**What you need to do**
In the records below, begin at the line containing "hl.max((high[t] - prev).abs()).max((low[t]" and end at the line containing "of simple returns."; quote every line in that span exactly, including both boundary lines, and no others.

Collected data
--*--

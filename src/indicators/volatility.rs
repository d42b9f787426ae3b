//! # Volatility
//!
//! $$
//! TR_t = \max(H_t-L_t,\ |H_t-C_{t-1}|,\ |L_t-C_{t-1}|)
//! $$
//!

use super::moving_average::sma_of;
use super::window::ensure_len;
use super::window::ensure_same_len;
use super::window::rolling;
use super::Column;
use crate::error::Result;
use crate::stats;

/// True range; the first row has no previous close and uses `high - low`.
pub fn true_range(high: &[f64], low: &[f64], close: &[f64]) -> Vec<f64> {
  (0..high.len().min(low.len()).min(close.len()))
    .map(|t| {
      let hl = high[t] - low[t];
      if t == 0 {
        hl
      } else {
        let prev = close[t - 1];
        hl.max((high[t] - prev).abs()).max((low[t] - prev).abs())
      }
    })
    .collect()
}

/// Average True Range as a rolling mean of [`true_range`].
pub fn atr(high: &[f64], low: &[f64], close: &[f64], period: usize) -> Result<Column> {
  ensure_same_len("ATR", &[high.len(), low.len(), close.len()])?;
  ensure_len("ATR", close.len(), period)?;

  let tr: Column = true_range(high, low, close).into_iter().map(Some).collect();
  Ok(sma_of(&tr, period))
}

/// Rolling sample standard deviation of simple returns.
pub fn return_volatility(closes: &[f64], period: usize) -> Result<Column> {
  ensure_len("Volatility", period, 1)?;
  ensure_len("Volatility", closes.len(), period + 1)?;

  let mut returns: Column = Vec::with_capacity(closes.len());
  returns.push(None);
  returns.extend(stats::pct_change(closes).into_iter().map(Some));
  Ok(rolling(&returns, period, |w| Some(stats::sample_std(w))))
}

#[cfg(test)]
mod tests {
  use approx::assert_abs_diff_eq;

  use super::*;

  #[test]
  fn true_range_uses_gaps_from_previous_close() {
    let tr = true_range(&[10.0, 15.0], &[9.0, 14.0], &[9.5, 14.5]);
    assert_abs_diff_eq!(tr[0], 1.0);
    assert_abs_diff_eq!(tr[1], 5.5);
  }

  #[test]
  fn atr_averages_true_range() {
    let high = [10.0, 11.0, 12.0];
    let low = [9.0, 10.0, 11.0];
    let close = [9.5, 10.5, 11.5];
    let out = atr(&high, &low, &close, 2).unwrap();
    assert_eq!(out[0], None);
    assert_abs_diff_eq!(out[1].unwrap(), 1.25, epsilon = 1e-12);
    assert_abs_diff_eq!(out[2].unwrap(), 1.5, epsilon = 1e-12);
  }

  #[test]
  fn constant_prices_have_zero_volatility() {
    let out = return_volatility(&[5.0; 20], 14).unwrap();
    assert!(out[..14].iter().all(Option::is_none));
    assert_eq!(out[14], Some(0.0));
  }
}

--*--

**Solution**
        hl.max((high[t] - prev).abs()).max((low[t] - prev).abs())
      }
    })
    .collect()
}

/// Average True Range as a rolling mean of [`true_range`].
pub fn atr(high: &[f64], low: &[f64], close: &[f64], period: usize) -> Result<Column> {
  ensure_same_len("ATR", &[high.len(), low.len(), close.len()])?;
  ensure_len("ATR", close.len(), period)?;

  let tr: Column = true_range(high, low, close).into_iter().map(Some).collect();
  Ok(sma_of(&tr, period))
}

/// Rolling sample standard deviation of simple returns.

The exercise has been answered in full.